Faith Vander Voort, an Interior Department spokeswoman, said Bernhardt “completely rejects the false implication regarding the discussion of any issues pending before the Department of the Interior with Secretary Norton.”

Vander Voort said Bernhardt is following his ethics agreement recusals and has not participated in any particular matter involving specific parties where his former clients are a party or where his former firm represents a party in such matter.

“The former secretary was dropping by to catch up with the deputy secretary and a few other of her former staff who have returned to the Department of the Interior,” said Vander Voort. “Mr. Bernhardt has and had no idea that she had any business before the Department of the Interior and she never mentioned any such matters to him.”

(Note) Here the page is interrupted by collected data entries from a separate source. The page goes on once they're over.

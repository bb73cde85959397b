use std::collections::{HashMap, VecDeque};
use std::sync::Mutex;
use tracing::{debug, instrument};

use super::models::{Message, MessageKind};

/// In-memory, size-bounded per-room message history
///
/// Each room keeps at most `max_per_room` messages; appending beyond the
/// bound drops the oldest entries so the retained window always holds the
/// most recent messages in temporal order.
pub struct MessageLog {
    rooms: Mutex<HashMap<String, VecDeque<Message>>>,
    max_per_room: usize,
}

impl MessageLog {
    pub fn new(max_per_room: usize) -> Self {
        Self {
            rooms: Mutex::new(HashMap::new()),
            max_per_room,
        }
    }

    /// Appends a message to a room's history, trimming from the front if
    /// the room is over its bound. Returns the stored message.
    #[instrument(skip(self, content))]
    pub async fn append(
        &self,
        room_id: &str,
        kind: MessageKind,
        user: &str,
        content: &str,
    ) -> Message {
        let message = Message::new(
            room_id.to_string(),
            kind,
            user.to_string(),
            content.to_string(),
        );

        let mut rooms = self.rooms.lock().unwrap();
        let history = rooms.entry(room_id.to_string()).or_default();
        history.push_back(message.clone());
        while history.len() > self.max_per_room {
            history.pop_front();
        }

        debug!(
            room_id = %room_id,
            message_id = %message.id,
            stored = history.len(),
            "Message appended to room history"
        );
        message
    }

    /// Returns the most recent `min(limit, stored)` messages, oldest first
    #[instrument(skip(self))]
    pub async fn recent(&self, room_id: &str, limit: usize) -> Vec<Message> {
        let rooms = self.rooms.lock().unwrap();
        match rooms.get(room_id) {
            Some(history) => {
                let skip = history.len().saturating_sub(limit);
                history.iter().skip(skip).cloned().collect()
            }
            None => Vec::new(),
        }
    }

    /// Discards the entire history for a room (called on room eviction)
    #[instrument(skip(self))]
    pub async fn clear(&self, room_id: &str) {
        let mut rooms = self.rooms.lock().unwrap();
        if rooms.remove(room_id).is_some() {
            debug!(room_id = %room_id, "Room history cleared");
        }
    }

    /// Number of messages currently stored for a room
    pub async fn count(&self, room_id: &str) -> usize {
        let rooms = self.rooms.lock().unwrap();
        rooms.get(room_id).map_or(0, |h| h.len())
    }
}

The case concerns ethics experts, however. “The excuse that the meeting was merely a social visit is not very credible, given that it was an official meeting on government time and on government premises,” said Craig Holman, a government affairs lobbyist for the watchdog group Public Citizen. “It seems highly likely that the meeting was about MGM, which would run afoul again of Bernhardt’s ethical obligations under his signed ethics agreement.”

The Western Values Project, a public lands advocacy group, also drew attention to issues currently before the Interior Department involving Brownstein Hyatt’s clients, noting there are no special ethics waivers on file at the Interior Department permitting Bernhardt to work on these matters. This, despite a memo he recently circulated to Interior Department staff that WVP obtained, announcing new ethics initiatives aimed at preventing employees from “making decisions that [are] unethical and in some cases illegal.”

Norton and Bernhardt have known each other for nearly two decades. Both were partners at Brownstein Hyatt in the late 1990s and early 2000s, and Bernhardt served as deputy chief of staff to Norton when she was secretary of the interior. Norton once referred to Bernhardt as “one of my most trusted advisers.”

Around the time Bernhardt met with Norton at interior’s headquarters last October, his former colleagues at Brownstein Hyatt also had several meetings and phone calls with Bernhardt’s associate deputy secretary, James Cason. Cason’s calendar indicates he met in June with “MGM representatives” regarding the casino, then had three phone calls and a meeting in December and January with Brownstein Hyatt’s Larry Jensen, who represents MGM on the casino matter.

Bernhardt and Jensen also go back a long way. Jensen was Bernhardt’s deputy when the latter was the Interior Department’s solicitor in the mid-2000s. Afterward, they worked together on Brownstein Hyatt’s energy, environment and resource team.

Public Citizen filed a complaint with the Department of Interior’s Ethics Office last month, arguing that Bernhardt is still overseeing issues he lobbied on within two years of his appointment as deputy secretary, an apparent violation of President Donald Trump’s own ethics executive order. For ethics rules to have any meaning, Holman said, the Interior Department’s ethics officer or the White House Counsel’s office must actually enforce it.

“Yet neither seem to be the least interested in enforcing the ethics rules,” said Holman. “Clearly, ‘drain the swamp’ was simply campaign rhetoric that has outlived its purpose for the Trump administration.”